Para os fãs de longa data de Bieber, os clipes foram provavelmente uma divertida viagem ao passado. Mas de acordo com o Correio Diário“o verdadeiro motivo pelo qual Justin não conseguiu tocar suas músicas antigas na íntegra foi agora revelado, já que ele vendeu todo o seu catálogo de músicas em dezembro de 2022”, especulando que a venda “poderia ser o motivo pelo qual ele se concentrou fortemente em suas novas músicas”. (A venda do catálogo de Bieber para a Hipgnosis Song Management, que desde então foi renomeada para Grupo Musical de Reconhecimentofoi anunciado em 2023).
No entanto, com base no que dizem os especialistas A beiraesse não é o caso.
“O Correio Diário está errado sobre isso”, disse Daniel J. Schacht, advogado de propriedade intelectual, música e entretenimento.
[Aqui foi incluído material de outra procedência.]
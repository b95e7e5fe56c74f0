//! A local SOCKS proxy served by the measurement binary.
//!
//! Used to reach link feeds that are only accessible through one of the
//! candidates already in the store.

use std::io::Write;
use std::path::Path;
use std::process::Stdio;
use std::time::Duration;

use anyhow::{bail, Context, Result};
use tempfile::NamedTempFile;
use tokio::process::{Child, Command};
use tracing::{info, warn};

use crate::config::ProxyConfig;
use crate::measure::process::{terminate_child, TERMINATE_GRACE};

/// A running proxy child. Stop it with [`LocalProxy::stop`]; dropping it
/// kills the process without the SIGTERM grace period.
#[derive(Debug)]
pub struct LocalProxy {
    child: Child,
    endpoint: String,
    // Held so the links file outlives the child.
    _links_file: NamedTempFile,
}

impl LocalProxy {
    /// Spawn `<binary> <subcommand> -f <links> -I socks://host:port [extra]`
    /// and wait the startup grace period.
    pub async fn start(config: &ProxyConfig, binary: &Path, links: &[String]) -> Result<Self> {
        if links.is_empty() {
            bail!("no links to serve through the local proxy");
        }

        let mut links_file = tempfile::Builder::new()
            .prefix("proxysift-proxy-")
            .suffix(".txt")
            .tempfile()
            .context("failed to create proxy links file")?;
        for link in links {
            writeln!(links_file, "{link}")?;
        }
        links_file.flush()?;

        let listen = format!("socks://{}:{}", config.listen_host, config.listen_port);
        let mut child = Command::new(binary)
            .arg(&config.subcommand)
            .arg("-f")
            .arg(links_file.path())
            .arg("-I")
            .arg(&listen)
            .args(&config.extra_args)
            .stdin(Stdio::null())
            .stdout(Stdio::null())
            .stderr(Stdio::inherit())
            .kill_on_drop(true)
            .spawn()
            .with_context(|| format!("failed to start local proxy: {}", binary.display()))?;

        tokio::time::sleep(Duration::from_millis(config.startup_grace_ms)).await;
        if let Some(status) = child.try_wait().context("failed to poll local proxy")? {
            bail!("local proxy exited during startup with code {:?}", status.code());
        }

        let endpoint = format!("socks5://{}:{}", config.listen_host, config.listen_port);
        info!(pid = child.id(), %endpoint, links = links.len(), "local proxy started");
        Ok(Self {
            child,
            endpoint,
            _links_file: links_file,
        })
    }

    /// Proxy URL for HTTP clients.
    pub fn endpoint(&self) -> &str {
        &self.endpoint
    }

    /// Terminate the proxy and wait for it to exit.
    pub async fn stop(mut self) {
        if let Ok(Some(status)) = self.child.try_wait() {
            warn!(exit_code = status.code(), "local proxy had already exited");
            return;
        }
        terminate_child(&mut self.child, TERMINATE_GRACE).await;
        info!(endpoint = %self.endpoint, "local proxy stopped");
    }
}

#[cfg(all(test, unix))]
mod tests {
    use super::*;

    fn config(grace_ms: u64) -> ProxyConfig {
        ProxyConfig {
            enabled: true,
            startup_grace_ms: grace_ms,
            listen_port: 19050,
            ..ProxyConfig::default()
        }
    }

    #[tokio::test]
    async fn test_start_and_stop() {
        // Stays up regardless of the proxy arguments it is given.
        let dir = tempfile::TempDir::new().unwrap();
        let bin = dir.path().join("fake-proxy");
        std::fs::write(&bin, "#!/bin/sh\nexec sleep 30\n").unwrap();
        let mut perms = std::fs::metadata(&bin).unwrap().permissions();
        std::os::unix::fs::PermissionsExt::set_mode(&mut perms, 0o755);
        std::fs::set_permissions(&bin, perms).unwrap();

        let proxy = LocalProxy::start(&config(50), &bin, &["vless://a".to_string()])
            .await
            .unwrap();
        assert_eq!(proxy.endpoint(), "socks5://127.0.0.1:19050");
        proxy.stop().await;
    }

    #[tokio::test]
    async fn test_early_exit_is_an_error() {
        let err = LocalProxy::start(&config(200), Path::new("false"), &["vless://a".to_string()])
            .await
            .unwrap_err();
        assert!(err.to_string().contains("exited during startup"), "{err}");
    }

    #[tokio::test]
    async fn test_empty_links_rejected() {
        assert!(LocalProxy::start(&config(0), Path::new("true"), &[]).await.is_err());
    }
}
A beira. “A venda de seu catálogo musical não impediu Bieber de apresentar suas músicas.”
“Não é assim que funciona”, diz James Grimmelmann, professor de direito digital e da informação na Cornell Tech e na Cornell Law School. “Não é assim que funciona.”
Quando Bieber vendeu seu catálogo anterior, a Recognition assumiu a publicação dos direitos autorais e das gravações master, de acordo com O repórter de Hollywood. Mas Grimmelmann explica que “os direitos autorais relevantes aqui são a execução pública diretamente nas músicas”. Esses direitos são administrados por organizações de direitos de performance (PRO), e locais como o Coachella celebrarão acordos para licenciar um repertório inteiro das organizações para que “os artistas possam então tocar qualquer música do catálogo”. Embora o Recognition Music Group possa agora deter o direito de obter royalties dessas licenças, Bieber “nunca precisou possuir esses direitos para poder executá-los em qualquer situação coberta pelas licenças PRO”.
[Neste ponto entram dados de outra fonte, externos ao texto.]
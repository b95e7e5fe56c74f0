//! Proxy candidate selection and the local SOCKS proxy bootstrap.

pub mod local;

use anyhow::Result;
use serde::{Deserialize, Serialize};
use tracing::info;

pub use local::LocalProxy;

use crate::config::ProxyConfig;
use crate::storage::CandidateStore;

/// Which status class feeds the proxy bootstrap.
#[derive(
    Debug, Clone, Copy, Default, PartialEq, Eq, Serialize, Deserialize, clap::ValueEnum,
)]
#[serde(rename_all = "snake_case")]
#[value(rename_all = "snake_case")]
pub enum SelectorMode {
    /// Highest download first; falls back to latency ranking when empty.
    #[default]
    SpeedPassed,
    /// Lowest delay first.
    LatencyPassed,
}

impl std::fmt::Display for SelectorMode {
    fn fmt(&self, f: &mut std::fmt::Formatter<'_>) -> std::fmt::Result {
        match self {
            SelectorMode::SpeedPassed => write!(f, "speed_passed"),
            SelectorMode::LatencyPassed => write!(f, "latency_passed"),
        }
    }
}

#[derive(Debug, Clone, Copy)]
pub struct ProxyCandidateSelector {
    mode: SelectorMode,
    max_links: u32,
}

impl ProxyCandidateSelector {
    pub fn new(mode: SelectorMode, max_links: u32) -> Self {
        Self { mode, max_links }
    }

    pub fn from_config(config: &ProxyConfig) -> Self {
        Self::new(config.selector, config.max_links)
    }

    /// At most `max_links` links, best first. May be empty.
    pub fn select(&self, store: &CandidateStore) -> Result<Vec<String>> {
        let links = store.proxy_candidates(self.mode, self.max_links)?;
        info!(mode = %self.mode, max_links = self.max_links, selected = links.len(), "proxy candidates selected");
        Ok(links)
    }
}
Em teoria, talvez, Bieber e Recognition pudessem ter negociado especificamente que ele não poderia tocar suas músicas antigas. Schacht, no entanto, observa que “uma venda de catálogo que restrinja o direito de um artista de executar música seria sem precedentes, e diz-se que não existe tal restrição no acordo de Bieber”. Ele também aponta uma consideração mais prática: “por que o novo proprietário iria querer parar de prestar atenção aos vídeos e gravações originais? Isto parece ser um resultado positivo para eles, incluindo o aumento do fluxo das obras originais”.
Uma fonte familiarizada com a venda por catálogo também contado Painel publicitário que a afirmação era “absurda”, dizendo que “não há restrições sobre o que ele pode ou não fazer em apresentações ao vivo”.
A propósito, não foram apenas músicas que Bieber tocou no YouTube: ele e todos no Coachella também assistiram um clipe de um jovem Bieber entrando em uma porta de vidroum onde ele cai de um palcoum clipe recentemente infame onde ele repreende um paparazzi por não “marcar” que ele está “no negócio”, o vídeo do Deez Nutse o vídeo do arco-íris duplo.
“Tudo bem, estou sendo puxado para a deep dark web”, disse ele no meio do vídeo do arco-íris duplo, levantando-se da cadeira. “Precisamos continuar com esse show, cara. Vamos fazer isso.”